# Netgear wireless adapter problem



## thmp500 (Aug 13, 2010)

I have a Netgear RangeMax NEXT Wireless PCI Adapter WN311B. 

I have successfully installed the drivers and have inserted the hardware into a PCI slot and connected the antenna. The power light is on, but the computer gives the message "wireless adapter not inserted". 

I don't know what to do next. Please help!


----------



## johnwill (Sep 26, 2002)

Hold the *Windows* key and press *R*, then type *devmgmt.msc*

Please respond to *all* the following steps.


Under *Network adapters*, please tell me all the devices listed. 
Are there any devices under *Network adapters* that have a red x displayed?
Also, are there any devices anywhere in the *Device Manager* display with yellow *?* or *!* displayed?

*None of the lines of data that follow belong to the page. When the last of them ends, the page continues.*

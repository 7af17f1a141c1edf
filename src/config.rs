//! Configuration loading and validation.
//!
//! An agent is described by a descriptor file (`agents/<name>.json` or
//! `agents/<name>.toml`) carrying its persona and connection list. Secrets and
//! deployment settings come from the environment.

use crate::error::{ConfigError, Result};
use serde::{Deserialize, Serialize};
use serde_json::Value;
use std::path::{Path, PathBuf};
use std::sync::Arc;
use std::time::Duration;

/// Fields every agent descriptor must provide.
pub const REQUIRED_FIELDS: &[&str] = &["name", "bio", "traits", "examples", "loop_delay", "config"];

/// Environment lookup, injectable so configuration can be tested without
/// touching the process environment.
pub type EnvLookup<'a> = &'a dyn Fn(&str) -> Option<String>;

/// Read a variable from the process environment.
pub fn process_env(key: &str) -> Option<String> {
    std::env::var(key).ok().filter(|value| !value.is_empty())
}

/// Agent descriptor: persona, cadence and connections.
#[derive(Debug, Clone, Deserialize)]
pub struct AgentConfig {
    pub name: String,

    /// Persona lines, joined into the system prompt.
    pub bio: Vec<String>,

    pub traits: Vec<String>,

    /// Few-shot examples. Carried for descriptor compatibility.
    pub examples: Vec<String>,

    /// Seconds to sleep between ticks.
    pub loop_delay: f64,

    /// Connection configurations, in registration order.
    pub config: Vec<ConnectionConfig>,

    /// Connection that provides the channel's messages.
    #[serde(default = "default_feed")]
    pub feed: String,

    /// Self-mention handle. Defaults to the lowercased agent name.
    #[serde(default)]
    pub handle: Option<String>,

    /// Author substrings that mark the agent's own platform account.
    #[serde(default = "default_account_markers")]
    pub account_markers: Vec<String>,

    #[serde(default = "default_message_read_count")]
    pub message_read_count: u32,

    /// Maximum number of context snippets injected into the system prompt.
    #[serde(default = "default_context_limit")]
    pub context_limit: usize,

    /// Platform ceiling for reply text plus any visible reasoning trace.
    #[serde(default = "default_reply_char_limit")]
    pub reply_char_limit: usize,

    #[serde(default = "default_retention_days")]
    pub retention_days: u32,
}

/// One entry in the descriptor's connection list.
#[derive(Debug, Clone, Serialize, Deserialize)]
pub struct ConnectionConfig {
    pub name: String,

    #[serde(flatten)]
    pub options: serde_json::Map<String, Value>,
}

impl ConnectionConfig {
    /// String option, if present.
    pub fn option(&self, key: &str) -> Option<&str> {
        self.options.get(key).and_then(Value::as_str)
    }
}

fn default_feed() -> String {
    "discord".into()
}

fn default_account_markers() -> Vec<String> {
    vec!["APP".into()]
}

fn default_message_read_count() -> u32 {
    10
}

fn default_context_limit() -> usize {
    5
}

fn default_reply_char_limit() -> usize {
    2000
}

fn default_retention_days() -> u32 {
    30
}

impl AgentConfig {
    /// Load `<agents_dir>/<agent_name>.json`, falling back to `.toml`.
    pub fn load(agents_dir: &Path, agent_name: &str) -> Result<Self> {
        let json_path = agents_dir.join(format!("{agent_name}.json"));
        let toml_path = agents_dir.join(format!("{agent_name}.toml"));

        if !json_path.exists() && toml_path.exists() {
            Self::load_from_path(&toml_path)
        } else {
            Self::load_from_path(&json_path)
        }
    }

    /// Load from a specific descriptor file. The format follows the extension.
    pub fn load_from_path(path: &Path) -> Result<Self> {
        let display = path.display().to_string();
        let content = std::fs::read_to_string(path).map_err(|error| ConfigError::Load {
            path: display.clone(),
            source: Arc::new(error),
        })?;

        let value: Value = match path.extension().and_then(|ext| ext.to_str()) {
            Some("toml") => toml::from_str(&content).map_err(|error| ConfigError::Parse {
                path: display.clone(),
                message: error.to_string(),
            })?,
            _ => serde_json::from_str(&content).map_err(|error| ConfigError::Parse {
                path: display.clone(),
                message: error.to_string(),
            })?,
        };

        Self::from_value(value, &display)
    }

    /// Validate required fields, then decode.
    pub fn from_value(value: Value, source: &str) -> Result<Self> {
        let Some(fields) = value.as_object() else {
            return Err(
                ConfigError::Invalid(format!("{source}: descriptor must be an object")).into(),
            );
        };

        let missing: Vec<String> = REQUIRED_FIELDS
            .iter()
            .filter(|field| !fields.contains_key(**field))
            .map(|field| field.to_string())
            .collect();
        if !missing.is_empty() {
            return Err(ConfigError::MissingFields(missing).into());
        }

        let config: AgentConfig = serde_json::from_value(value).map_err(|error| ConfigError::Parse {
            path: source.to_string(),
            message: error.to_string(),
        })?;
        config.validate()?;

        Ok(config)
    }

    fn validate(&self) -> Result<()> {
        if self.name.trim().is_empty() {
            return Err(ConfigError::Invalid("name must not be empty".into()).into());
        }
        if !self.loop_delay.is_finite() || self.loop_delay < 0.0 {
            return Err(ConfigError::Invalid(format!(
                "loop_delay must be a non-negative number of seconds, got {}",
                self.loop_delay
            ))
            .into());
        }
        if self.message_read_count == 0 {
            return Err(ConfigError::Invalid("message_read_count must be at least 1".into()).into());
        }
        if self.config.is_empty() {
            return Err(
                ConfigError::Invalid("config must list at least one connection".into()).into(),
            );
        }
        Ok(())
    }

    /// Lowercased self-mention handle.
    pub fn handle(&self) -> String {
        self.handle
            .as_deref()
            .unwrap_or(&self.name)
            .trim()
            .trim_start_matches('@')
            .to_lowercase()
    }

    pub fn loop_delay(&self) -> Duration {
        Duration::from_secs_f64(self.loop_delay)
    }

    pub fn retention(&self) -> chrono::Duration {
        chrono::Duration::days(i64::from(self.retention_days))
    }
}

/// Deployment settings taken from the environment.
#[derive(Debug, Clone)]
pub struct EnvConfig {
    /// The single channel this agent watches.
    pub channel_id: Option<String>,

    /// SQLite database path for the dedup ledger and context store.
    pub database_path: PathBuf,
}

impl EnvConfig {
    pub fn from_env() -> Self {
        Self::from_lookup(&process_env)
    }

    pub fn from_lookup(env: EnvLookup<'_>) -> Self {
        let database_path = env("REPLYBOT_DATABASE")
            .map(PathBuf::from)
            .unwrap_or_else(|| default_data_dir().join("replybot.db"));

        Self {
            channel_id: env("CHANNEL_ID"),
            database_path,
        }
    }

    /// The watched channel, required to run the loop.
    pub fn require_channel_id(&self) -> Result<&str> {
        self.channel_id
            .as_deref()
            .ok_or_else(|| ConfigError::MissingKey("CHANNEL_ID".into()).into())
    }
}

fn default_data_dir() -> PathBuf {
    dirs::data_dir()
        .map(|dir| dir.join("replybot"))
        .unwrap_or_else(|| PathBuf::from("./data"))
}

It would be best if you could post a screen shot of Device Manager with the *Network adapters* and *Other devices* sections expanded.

To post a screen shot of the active window, hold the _*Alt*_ key and press the *PrtScn* key. Open the Windows PAINT application and _*Paste*_ the screen shot. You can then use PAINT to trim to suit, and save it as a JPG format file. To upload it to the forum, open the full reply window and use the _*Manage Attachments*_ button to upload it here.


----------



## thmp500 (Aug 13, 2010)

1. The devices listed are:

Atheros AR8121/AR8113/AR8114 PCI-E Ethernet Controller

Broadcom 802.11n Network Adapter

2. There are no red X

3. The Broadcom Network Adapter has a yellow ! and nothing else does.


----------



## johnwill (Sep 26, 2002)

You need to double click on that wireless adapter and see what the error says. My guess is it'll say the drivers are not installed.


----------



## thmp500 (Aug 13, 2010)

The drivers appear to be installed, but it says that windows cannot load the drivers required. I thought maybe they need updating, but I'm not connected to the internet yet.


----------



## johnwill (Sep 26, 2002)

Well, you may have the wrong drivers for your hardware. Use a wired connection to correct the driver issue or download the drivers on another machine and transfer them over with removable media.


----------



## thmp500 (Aug 13, 2010)

Thank you for these suggestions. I have updated the drivers so that the yellow ! is now not showing. I have also checked the IRQ settings, which say no conflict. Unfortunately the problem still remains and the card is not recognised as being inserted. Do you think this is a problem with the card?


----------



## johnwill (Sep 26, 2002)

It's starting to sound like it.

Let's see the Device Manager screen dump again, and also the following.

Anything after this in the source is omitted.